Reading the listing below, restate each entry exactly as written.
======== Materials provided
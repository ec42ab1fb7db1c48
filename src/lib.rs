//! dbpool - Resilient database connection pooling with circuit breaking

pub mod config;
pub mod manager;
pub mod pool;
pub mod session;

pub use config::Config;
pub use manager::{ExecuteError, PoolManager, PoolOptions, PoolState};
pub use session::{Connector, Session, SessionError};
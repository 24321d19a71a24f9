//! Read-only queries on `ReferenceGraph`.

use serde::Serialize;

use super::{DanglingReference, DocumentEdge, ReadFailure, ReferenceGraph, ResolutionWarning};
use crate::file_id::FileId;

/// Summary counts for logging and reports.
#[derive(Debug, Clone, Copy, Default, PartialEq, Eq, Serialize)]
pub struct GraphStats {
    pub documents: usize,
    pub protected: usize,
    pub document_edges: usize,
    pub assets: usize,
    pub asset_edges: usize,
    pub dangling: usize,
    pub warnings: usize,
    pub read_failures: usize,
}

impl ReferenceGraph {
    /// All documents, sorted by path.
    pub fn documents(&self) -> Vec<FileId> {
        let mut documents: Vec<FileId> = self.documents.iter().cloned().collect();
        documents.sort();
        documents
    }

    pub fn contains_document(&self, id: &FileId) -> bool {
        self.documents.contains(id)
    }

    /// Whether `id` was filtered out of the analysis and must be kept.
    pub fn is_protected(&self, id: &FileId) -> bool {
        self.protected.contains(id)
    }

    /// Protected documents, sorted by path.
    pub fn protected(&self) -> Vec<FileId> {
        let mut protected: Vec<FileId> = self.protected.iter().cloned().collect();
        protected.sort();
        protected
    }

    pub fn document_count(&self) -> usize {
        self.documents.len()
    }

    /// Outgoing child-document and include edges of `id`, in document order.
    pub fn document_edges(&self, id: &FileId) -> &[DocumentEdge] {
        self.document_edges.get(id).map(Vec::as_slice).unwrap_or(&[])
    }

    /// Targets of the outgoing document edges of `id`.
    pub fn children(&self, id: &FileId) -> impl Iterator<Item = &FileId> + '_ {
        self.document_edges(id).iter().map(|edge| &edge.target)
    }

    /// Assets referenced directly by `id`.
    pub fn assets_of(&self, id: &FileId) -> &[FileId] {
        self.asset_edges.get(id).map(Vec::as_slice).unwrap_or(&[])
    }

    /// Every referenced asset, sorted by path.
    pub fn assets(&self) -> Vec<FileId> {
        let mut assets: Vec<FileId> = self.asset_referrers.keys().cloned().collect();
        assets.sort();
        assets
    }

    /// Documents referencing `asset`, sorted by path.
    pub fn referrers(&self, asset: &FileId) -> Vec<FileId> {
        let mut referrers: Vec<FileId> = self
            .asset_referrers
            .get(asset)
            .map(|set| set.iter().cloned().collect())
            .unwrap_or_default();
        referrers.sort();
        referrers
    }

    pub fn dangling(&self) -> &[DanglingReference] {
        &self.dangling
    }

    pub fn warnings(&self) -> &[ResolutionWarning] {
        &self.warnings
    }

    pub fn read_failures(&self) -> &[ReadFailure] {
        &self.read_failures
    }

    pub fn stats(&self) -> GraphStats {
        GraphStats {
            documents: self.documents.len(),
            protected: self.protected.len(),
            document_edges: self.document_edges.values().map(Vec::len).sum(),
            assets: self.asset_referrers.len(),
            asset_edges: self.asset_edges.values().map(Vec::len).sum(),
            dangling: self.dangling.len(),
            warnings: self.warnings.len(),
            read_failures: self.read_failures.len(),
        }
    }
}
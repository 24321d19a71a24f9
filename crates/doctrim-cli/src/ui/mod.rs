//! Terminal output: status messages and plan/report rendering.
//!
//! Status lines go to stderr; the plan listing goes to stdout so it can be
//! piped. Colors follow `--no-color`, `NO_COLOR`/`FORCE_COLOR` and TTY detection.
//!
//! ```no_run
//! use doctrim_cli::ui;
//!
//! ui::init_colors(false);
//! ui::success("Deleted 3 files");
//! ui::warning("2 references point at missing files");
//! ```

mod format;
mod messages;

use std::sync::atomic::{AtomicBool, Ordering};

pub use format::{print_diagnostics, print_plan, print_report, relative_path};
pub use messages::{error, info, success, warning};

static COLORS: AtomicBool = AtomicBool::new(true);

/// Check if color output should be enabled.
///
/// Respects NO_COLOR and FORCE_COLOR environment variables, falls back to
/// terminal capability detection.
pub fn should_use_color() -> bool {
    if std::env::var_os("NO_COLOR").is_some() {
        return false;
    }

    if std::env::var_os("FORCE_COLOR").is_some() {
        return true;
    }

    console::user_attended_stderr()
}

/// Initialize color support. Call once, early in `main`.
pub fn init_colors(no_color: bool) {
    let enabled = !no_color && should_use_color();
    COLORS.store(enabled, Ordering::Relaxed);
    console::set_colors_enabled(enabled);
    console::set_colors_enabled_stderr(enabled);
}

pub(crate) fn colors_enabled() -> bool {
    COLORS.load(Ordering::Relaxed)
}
================
#### Answer area:
repository ec42ab1fb7db1c48
filename src/lib.rs
//! dbpool - Resilient database connection pooling with circuit breaking

pub mod config;
pub mod manager;
pub mod pool;
pub mod session;

pub use config::Config;
pub use manager::{ExecuteError, PoolManager, PoolOptions, PoolState};
pub use session::{Connector, Session, SessionError};
repository 24321d19a71a24f9
//! Read-only queries on `ReferenceGraph`.

use serde::Serialize;

use super::{DanglingReference, DocumentEdge, ReadFailure, ReferenceGraph, ResolutionWarning};
use crate::file_id::FileId;

/// Summary counts for logging and reports.
#[derive(Debug, Clone, Copy, Default, PartialEq, Eq, Serialize)]
pub struct GraphStats {
    pub documents: usize,
    pub protected: usize,
    pub document_edges: usize,
    pub assets: usize,
    pub asset_edges: usize,
    pub dangling: usize,
    pub warnings: usize,
    pub read_failures: usize,
}

impl ReferenceGraph {
    /// All documents, sorted by path.
    pub fn documents(&self) -> Vec<FileId> {
        let mut documents: Vec<FileId> = self.documents.iter().cloned().collect();
        documents.sort();
        documents
    }

    pub fn contains_document(&self, id: &FileId) -> bool {
        self.documents.contains(id)
    }

    /// Whether `id` was filtered out of the analysis and must be kept.
    pub fn is_protected(&self, id: &FileId) -> bool {
        self.protected.contains(id)
    }

    /// Protected documents, sorted by path.
    pub fn protected(&self) -> Vec<FileId> {
        let mut protected: Vec<FileId> = self.protected.iter().cloned().collect();
        protected.sort();
        protected
    }

    pub fn document_count(&self) -> usize {
        self.documents.len()
    }

    /// Outgoing child-document and include edges of `id`, in document order.
    pub fn document_edges(&self, id: &FileId) -> &[DocumentEdge] {
        self.document_edges.get(id).map(Vec::as_slice).unwrap_or(&[])
    }

    /// Targets of the outgoing document edges of `id`.
    pub fn children(&self, id: &FileId) -> impl Iterator<Item = &FileId> + '_ {
        self.document_edges(id).iter().map(|edge| &edge.target)
    }

    /// Assets referenced directly by `id`.
    pub fn assets_of(&self, id: &FileId) -> &[FileId] {
        self.asset_edges.get(id).map(Vec::as_slice).unwrap_or(&[])
    }

    /// Every referenced asset, sorted by path.
    pub fn assets(&self) -> Vec<FileId> {
        let mut assets: Vec<FileId> = self.asset_referrers.keys().cloned().collect();
        assets.sort();
        assets
    }

    /// Documents referencing `asset`, sorted by path.
    pub fn referrers(&self, asset: &FileId) -> Vec<FileId> {
        let mut referrers: Vec<FileId> = self
            .asset_referrers
            .get(asset)
            .map(|set| set.iter().cloned().collect())
            .unwrap_or_default();
        referrers.sort();
        referrers
    }

    pub fn dangling(&self) -> &[DanglingReference] {
        &self.dangling
    }

    pub fn warnings(&self) -> &[ResolutionWarning] {
        &self.warnings
    }

    pub fn read_failures(&self) -> &[ReadFailure] {
        &self.read_failures
    }

    pub fn stats(&self) -> GraphStats {
        GraphStats {
            documents: self.documents.len(),
            protected: self.protected.len(),
            document_edges: self.document_edges.values().map(Vec::len).sum(),
            assets: self.asset_referrers.len(),
            asset_edges: self.asset_edges.values().map(Vec::len).sum(),
            dangling: self.dangling.len(),
            warnings: self.warnings.len(),
            read_failures: self.read_failures.len(),
        }
    }
}
repository 24321d19a71a24f9
filename crates/doctrim-cli/src/ui/mod.rs
//! Terminal output: status messages and plan/report rendering.
//!
//! Status lines go to stderr; the plan listing goes to stdout so it can be
//! piped. Colors follow `--no-color`, `NO_COLOR`/`FORCE_COLOR` and TTY detection.
//!
//! ```no_run
//! use doctrim_cli::ui;
//!
//! ui::init_colors(false);
//! ui::success("Deleted 3 files");
//! ui::warning("2 references point at missing files");
//! ```

mod format;
mod messages;

use std::sync::atomic::{AtomicBool, Ordering};

pub use format::{print_diagnostics, print_plan, print_report, relative_path};
pub use messages::{error, info, success, warning};

static COLORS: AtomicBool = AtomicBool::new(true);

/// Check if color output should be enabled.
///
/// Respects NO_COLOR and FORCE_COLOR environment variables, falls back to
/// terminal capability detection.
pub fn should_use_color() -> bool {
    if std::env::var_os("NO_COLOR").is_some() {
        return false;
    }

    if std::env::var_os("FORCE_COLOR").is_some() {
        return true;
    }

    console::user_attended_stderr()
}

/// Initialize color support. Call once, early in `main`.
pub fn init_colors(no_color: bool) {
    let enabled = !no_color && should_use_color();
    COLORS.store(enabled, Ordering::Relaxed);
    console::set_colors_enabled(enabled);
    console::set_colors_enabled_stderr(enabled);
}

pub(crate) fn colors_enabled() -> bool {
    COLORS.load(Ordering::Relaxed)
}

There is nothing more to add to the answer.